INSTRUCTIONS TO FOLLOW
Every single entry that follows must be copied exactly.

THE DATA
-------

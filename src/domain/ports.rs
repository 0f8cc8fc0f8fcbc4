use super::event::PaymentEvent;
use super::ledger::{LedgerEntry, Posting, RecordWrites};
use super::merchant::Merchant;
use super::refund::Refund;
use super::transaction::Transaction;
use super::webhook::{DeliveryOutcome, WebhookDelivery};
use crate::error::Result;
use async_trait::async_trait;
use chrono::{DateTime, Utc};
use std::sync::Arc;
use std::time::Duration;

/// Read access to merchant records. Balances are only ever written through
/// [`LedgerStore::post`].
#[async_trait]
pub trait MerchantDirectory: Send + Sync {
    async fn get_merchant(&self, merchant_id: &str) -> Result<Option<Merchant>>;
    async fn list_merchants(&self) -> Result<Vec<Merchant>>;
}

/// Result of an idempotent insert.
#[derive(Debug, Clone, PartialEq)]
pub enum Inserted {
    Created(Transaction),
    /// A transaction with the same idempotency key was already stored.
    Existing(Transaction),
}

#[async_trait]
pub trait TransactionStore: Send + Sync {
    /// Stores a new transaction unless its idempotency key is already taken.
    /// The check and the write are one atomic step.
    async fn insert(&self, tx: Transaction) -> Result<Inserted>;
    async fn get(&self, transaction_id: &str) -> Result<Option<Transaction>>;
    async fn find_by_idempotency_key(&self, key: &str) -> Result<Option<Transaction>>;
    async fn list_by_merchant(&self, merchant_id: &str) -> Result<Vec<Transaction>>;
    /// Compare-and-set on `version`. Returns the stored copy with the bumped
    /// version, or `Conflict` if another writer got there first.
    async fn update(&self, tx: Transaction) -> Result<Transaction>;
}

#[async_trait]
pub trait RefundStore: Send + Sync {
    async fn insert(&self, refund: Refund) -> Result<Refund>;
    async fn get(&self, refund_id: &str) -> Result<Option<Refund>>;
    async fn list_by_transaction(&self, transaction_id: &str) -> Result<Vec<Refund>>;
    /// Compare-and-set on `version`.
    async fn update(&self, refund: Refund) -> Result<Refund>;
}

#[async_trait]
pub trait LedgerStore: Send + Sync {
    /// Applies `writes`, moves the merchant balance and appends the entry as
    /// one unit. Nothing is changed if any part fails.
    async fn post(
        &self,
        posting: Posting,
        writes: RecordWrites,
        now: DateTime<Utc>,
    ) -> Result<LedgerEntry>;
    async fn entries_for_reference(&self, reference_id: &str) -> Result<Vec<LedgerEntry>>;
    /// The payment's credit and the debits of its refunds, in append order.
    async fn entries_for_transaction(&self, transaction_id: &str) -> Result<Vec<LedgerEntry>>;
    /// In append order.
    async fn entries_for_merchant(&self, merchant_id: &str) -> Result<Vec<LedgerEntry>>;
}

#[async_trait]
pub trait WebhookStore: Send + Sync {
    async fn insert(&self, delivery: WebhookDelivery) -> Result<WebhookDelivery>;
    async fn get(&self, delivery_id: &str) -> Result<Option<WebhookDelivery>>;
    /// Compare-and-set on `version`.
    async fn update(&self, delivery: WebhookDelivery) -> Result<WebhookDelivery>;
    /// Records eligible for a retry at `now`, per [`WebhookDelivery::is_due`].
    async fn due(
        &self,
        now: DateTime<Utc>,
        pending_grace: Duration,
    ) -> Result<Vec<WebhookDelivery>>;
    async fn list_by_transaction(&self, transaction_id: &str) -> Result<Vec<WebhookDelivery>>;
}

/// Fire-and-forget sideband. Callers log and drop any error.
#[async_trait]
pub trait EventPublisher: Send + Sync {
    async fn publish(&self, event: &PaymentEvent) -> Result<()>;
}

/// Sends a JSON body to a merchant callback. Never fails: every outcome,
/// including timeouts, is reported as a [`DeliveryOutcome`].
#[async_trait]
pub trait WebhookTransport: Send + Sync {
    async fn post(&self, url: &str, body: &str) -> DeliveryOutcome;
}

pub trait Clock: Send + Sync {
    fn now(&self) -> DateTime<Utc>;
}

pub type MerchantDirectoryRef = Arc<dyn MerchantDirectory>;
pub type TransactionStoreRef = Arc<dyn TransactionStore>;
pub type RefundStoreRef = Arc<dyn RefundStore>;
pub type LedgerStoreRef = Arc<dyn LedgerStore>;
pub type WebhookStoreRef = Arc<dyn WebhookStore>;
pub type EventPublisherRef = Arc<dyn EventPublisher>;
pub type WebhookTransportRef = Arc<dyn WebhookTransport>;
pub type ClockRef = Arc<dyn Clock>;
use crate::error::PaymentError;
use rust_decimal::Decimal;
use serde::{Deserialize, Serialize};
use std::fmt;

/// A strictly positive monetary amount.
///
/// Every payment, refund and ledger posting is expressed as an `Amount`; the
/// sign of a ledger movement is carried by the entry type, never by the value.
#[derive(Debug, Clone, Copy, PartialEq, Eq, PartialOrd, Ord, Hash, Serialize, Deserialize)]
#[serde(try_from = "Decimal", into = "Decimal")]
pub struct Amount(Decimal);

impl Amount {
    pub fn new(value: Decimal) -> Result<Self, PaymentError> {
        if value > Decimal::ZERO {
            Ok(Self(value))
        } else {
            Err(PaymentError::InvalidArgument(
                "Amount must be positive".to_string(),
            ))
        }
    }

    pub fn value(&self) -> Decimal {
        self.0
    }
}

impl TryFrom<Decimal> for Amount {
    type Error = PaymentError;

    fn try_from(value: Decimal) -> Result<Self, Self::Error> {
        Self::new(value)
    }
}

impl From<Amount> for Decimal {
    fn from(amount: Amount) -> Self {
        amount.0
    }
}

impl fmt::Display for Amount {
    fn fmt(&self, f: &mut fmt::Formatter<'_>) -> fmt::Result {
        self.0.fmt(f)
    }
}

/// A merchant balance. Unlike [`Amount`] it may be zero or negative, e.g. when
/// refunds are debited after the credited funds were paid out.
#[derive(Debug, Clone, Copy, PartialEq, Eq, PartialOrd, Ord, Default, Serialize, Deserialize)]
pub struct Balance(pub Decimal);

impl Balance {
    pub const ZERO: Self = Self(Decimal::ZERO);

    pub fn new(amount: Decimal) -> Self {
        Self(amount)
    }

    pub fn value(&self) -> Decimal {
        self.0
    }

    /// Fails rather than panicking when the sum leaves `Decimal`'s range.
    pub fn checked_add(self, rhs: Self) -> Result<Self, PaymentError> {
        self.0
            .checked_add(rhs.0)
            .map(Self)
            .ok_or_else(|| PaymentError::internal(format!("Balance overflow: {self} + {rhs}")))
    }

    pub fn checked_sub(self, rhs: Self) -> Result<Self, PaymentError> {
        self.0
            .checked_sub(rhs.0)
            .map(Self)
            .ok_or_else(|| PaymentError::internal(format!("Balance overflow: {self} - {rhs}")))
    }

    /// The debit side of `amount`. Negating a `Decimal` cannot overflow.
    pub fn negated(amount: Amount) -> Self {
        Self(-amount.0)
    }
}

impl From<Amount> for Balance {
    fn from(amount: Amount) -> Self {
        Self(amount.0)
    }
}

impl fmt::Display for Balance {
    fn fmt(&self, f: &mut fmt::Formatter<'_>) -> fmt::Result {
        self.0.fmt(f)
    }
}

-------

ANSWER SPACE
filename src/domain/ports.rs
repository 0f8cc8fc0f8fcbc4
use super::event::PaymentEvent;
use super::ledger::{LedgerEntry, Posting, RecordWrites};
use super::merchant::Merchant;
use super::refund::Refund;
use super::transaction::Transaction;
use super::webhook::{DeliveryOutcome, WebhookDelivery};
use crate::error::Result;
use async_trait::async_trait;
use chrono::{DateTime, Utc};
use std::sync::Arc;
use std::time::Duration;

/// Read access to merchant records. Balances are only ever written through
/// [`LedgerStore::post`].
#[async_trait]
pub trait MerchantDirectory: Send + Sync {
    async fn get_merchant(&self, merchant_id: &str) -> Result<Option<Merchant>>;
    async fn list_merchants(&self) -> Result<Vec<Merchant>>;
}

/// Result of an idempotent insert.
#[derive(Debug, Clone, PartialEq)]
pub enum Inserted {
    Created(Transaction),
    /// A transaction with the same idempotency key was already stored.
    Existing(Transaction),
}

#[async_trait]
pub trait TransactionStore: Send + Sync {
    /// Stores a new transaction unless its idempotency key is already taken.
    /// The check and the write are one atomic step.
    async fn insert(&self, tx: Transaction) -> Result<Inserted>;
    async fn get(&self, transaction_id: &str) -> Result<Option<Transaction>>;
    async fn find_by_idempotency_key(&self, key: &str) -> Result<Option<Transaction>>;
    async fn list_by_merchant(&self, merchant_id: &str) -> Result<Vec<Transaction>>;
    /// Compare-and-set on `version`. Returns the stored copy with the bumped
    /// version, or `Conflict` if another writer got there first.
    async fn update(&self, tx: Transaction) -> Result<Transaction>;
}

#[async_trait]
pub trait RefundStore: Send + Sync {
    async fn insert(&self, refund: Refund) -> Result<Refund>;
    async fn get(&self, refund_id: &str) -> Result<Option<Refund>>;
    async fn list_by_transaction(&self, transaction_id: &str) -> Result<Vec<Refund>>;
    /// Compare-and-set on `version`.
    async fn update(&self, refund: Refund) -> Result<Refund>;
}

#[async_trait]
pub trait LedgerStore: Send + Sync {
    /// Applies `writes`, moves the merchant balance and appends the entry as
    /// one unit. Nothing is changed if any part fails.
    async fn post(
        &self,
        posting: Posting,
        writes: RecordWrites,
        now: DateTime<Utc>,
    ) -> Result<LedgerEntry>;
    async fn entries_for_reference(&self, reference_id: &str) -> Result<Vec<LedgerEntry>>;
    /// The payment's credit and the debits of its refunds, in append order.
    async fn entries_for_transaction(&self, transaction_id: &str) -> Result<Vec<LedgerEntry>>;
    /// In append order.
    async fn entries_for_merchant(&self, merchant_id: &str) -> Result<Vec<LedgerEntry>>;
}

#[async_trait]
pub trait WebhookStore: Send + Sync {
    async fn insert(&self, delivery: WebhookDelivery) -> Result<WebhookDelivery>;
    async fn get(&self, delivery_id: &str) -> Result<Option<WebhookDelivery>>;
    /// Compare-and-set on `version`.
    async fn update(&self, delivery: WebhookDelivery) -> Result<WebhookDelivery>;
    /// Records eligible for a retry at `now`, per [`WebhookDelivery::is_due`].
    async fn due(
        &self,
        now: DateTime<Utc>,
        pending_grace: Duration,
    ) -> Result<Vec<WebhookDelivery>>;
    async fn list_by_transaction(&self, transaction_id: &str) -> Result<Vec<WebhookDelivery>>;
}

/// Fire-and-forget sideband. Callers log and drop any error.
#[async_trait]
pub trait EventPublisher: Send + Sync {
    async fn publish(&self, event: &PaymentEvent) -> Result<()>;
}

/// Sends a JSON body to a merchant callback. Never fails: every outcome,
/// including timeouts, is reported as a [`DeliveryOutcome`].
#[async_trait]
pub trait WebhookTransport: Send + Sync {
    async fn post(&self, url: &str, body: &str) -> DeliveryOutcome;
}

pub trait Clock: Send + Sync {
    fn now(&self) -> DateTime<Utc>;
}

pub type MerchantDirectoryRef = Arc<dyn MerchantDirectory>;
pub type TransactionStoreRef = Arc<dyn TransactionStore>;
pub type RefundStoreRef = Arc<dyn RefundStore>;
pub type LedgerStoreRef = Arc<dyn LedgerStore>;
pub type WebhookStoreRef = Arc<dyn WebhookStore>;
pub type EventPublisherRef = Arc<dyn EventPublisher>;
pub type WebhookTransportRef = Arc<dyn WebhookTransport>;
pub type ClockRef = Arc<dyn Clock>;
use crate::error::PaymentError;
use rust_decimal::Decimal;
use serde::{Deserialize, Serialize};
use std::fmt;

/// A strictly positive monetary amount.
///
/// Every payment, refund and ledger posting is expressed as an `Amount`; the
/// sign of a ledger movement is carried by the entry type, never by the value.
#[derive(Debug, Clone, Copy, PartialEq, Eq, PartialOrd, Ord, Hash, Serialize, Deserialize)]
#[serde(try_from = "Decimal", into = "Decimal")]
pub struct Amount(Decimal);

impl Amount {
    pub fn new(value: Decimal) -> Result<Self, PaymentError> {
        if value > Decimal::ZERO {
            Ok(Self(value))
        } else {
            Err(PaymentError::InvalidArgument(
                "Amount must be positive".to_string(),
            ))
        }
    }

    pub fn value(&self) -> Decimal {
        self.0
    }
}

impl TryFrom<Decimal> for Amount {
    type Error = PaymentError;

    fn try_from(value: Decimal) -> Result<Self, Self::Error> {
        Self::new(value)
    }
}

impl From<Amount> for Decimal {
    fn from(amount: Amount) -> Self {
        amount.0
    }
}

impl fmt::Display for Amount {
    fn fmt(&self, f: &mut fmt::Formatter<'_>) -> fmt::Result {
        self.0.fmt(f)
    }
}

/// A merchant balance. Unlike [`Amount`] it may be zero or negative, e.g. when
/// refunds are debited after the credited funds were paid out.
#[derive(Debug, Clone, Copy, PartialEq, Eq, PartialOrd, Ord, Default, Serialize, Deserialize)]
pub struct Balance(pub Decimal);

impl Balance {
    pub const ZERO: Self = Self(Decimal::ZERO);

    pub fn new(amount: Decimal) -> Self {
        Self(amount)
    }

    pub fn value(&self) -> Decimal {
        self.0
    }

    /// Fails rather than panicking when the sum leaves `Decimal`'s range.
    pub fn checked_add(self, rhs: Self) -> Result<Self, PaymentError> {
        self.0
            .checked_add(rhs.0)
            .map(Self)
            .ok_or_else(|| PaymentError::internal(format!("Balance overflow: {self} + {rhs}")))
    }

    pub fn checked_sub(self, rhs: Self) -> Result<Self, PaymentError> {
        self.0
            .checked_sub(rhs.0)
            .map(Self)
            .ok_or_else(|| PaymentError::internal(format!("Balance overflow: {self} - {rhs}")))
    }

    /// The debit side of `amount`. Negating a `Decimal` cannot overflow.
    pub fn negated(amount: Amount) -> Self {
        Self(-amount.0)
    }
}

impl From<Amount> for Balance {
    fn from(amount: Amount) -> Self {
        Self(amount.0)
    }
}

impl fmt::Display for Balance {
    fn fmt(&self, f: &mut fmt::Formatter<'_>) -> fmt::Result {
        self.0.fmt(f)
    }
}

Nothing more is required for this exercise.